*Task details*: As you look over the data below, please find each line where the word "sweep" appears, then copy it.

Top of Data provided

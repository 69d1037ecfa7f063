use std::time::Duration;

use chrono::Utc;
use roam_booking::sweep::{CompletionSweep, ReconciliationSweep};
use tracing::{error, info};

/// Periodic Confirmed -> Completed pass over bookings whose end date
/// passed.
pub async fn start_completion_worker(sweep: CompletionSweep, interval_seconds: u64) {
    info!("Completion worker started ({}s interval)", interval_seconds);
    let mut ticker = tokio::time::interval(Duration::from_secs(interval_seconds));
    loop {
        ticker.tick().await;
        if let Err(e) = sweep.run(Utc::now().date_naive()).await {
            error!("Completion sweep failed: {}", e);
        }
    }
}

/// Periodic re-drive of Pending bookings the providers went silent on.
pub async fn start_reconciliation_worker(
    sweep: ReconciliationSweep,
    interval_seconds: u64,
    pending_ttl_minutes: u64,
) {
    info!(
        "Reconciliation worker started ({}s interval, {}min pending TTL)",
        interval_seconds, pending_ttl_minutes
    );
    let ttl = chrono::Duration::minutes(pending_ttl_minutes as i64);
    let mut ticker = tokio::time::interval(Duration::from_secs(interval_seconds));
    loop {
        ticker.tick().await;
        if let Err(e) = sweep.run(ttl).await {
            error!("Reconciliation sweep failed: {}", e);
        }
    }
}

Bottom of Data provided

*Answer to the problem*:
use roam_booking::sweep::{CompletionSweep, ReconciliationSweep};
pub async fn start_completion_worker(sweep: CompletionSweep, interval_seconds: u64) {
        if let Err(e) = sweep.run(Utc::now().date_naive()).await {
            error!("Completion sweep failed: {}", e);
    sweep: ReconciliationSweep,
        if let Err(e) = sweep.run(ttl).await {
            error!("Reconciliation sweep failed: {}", e);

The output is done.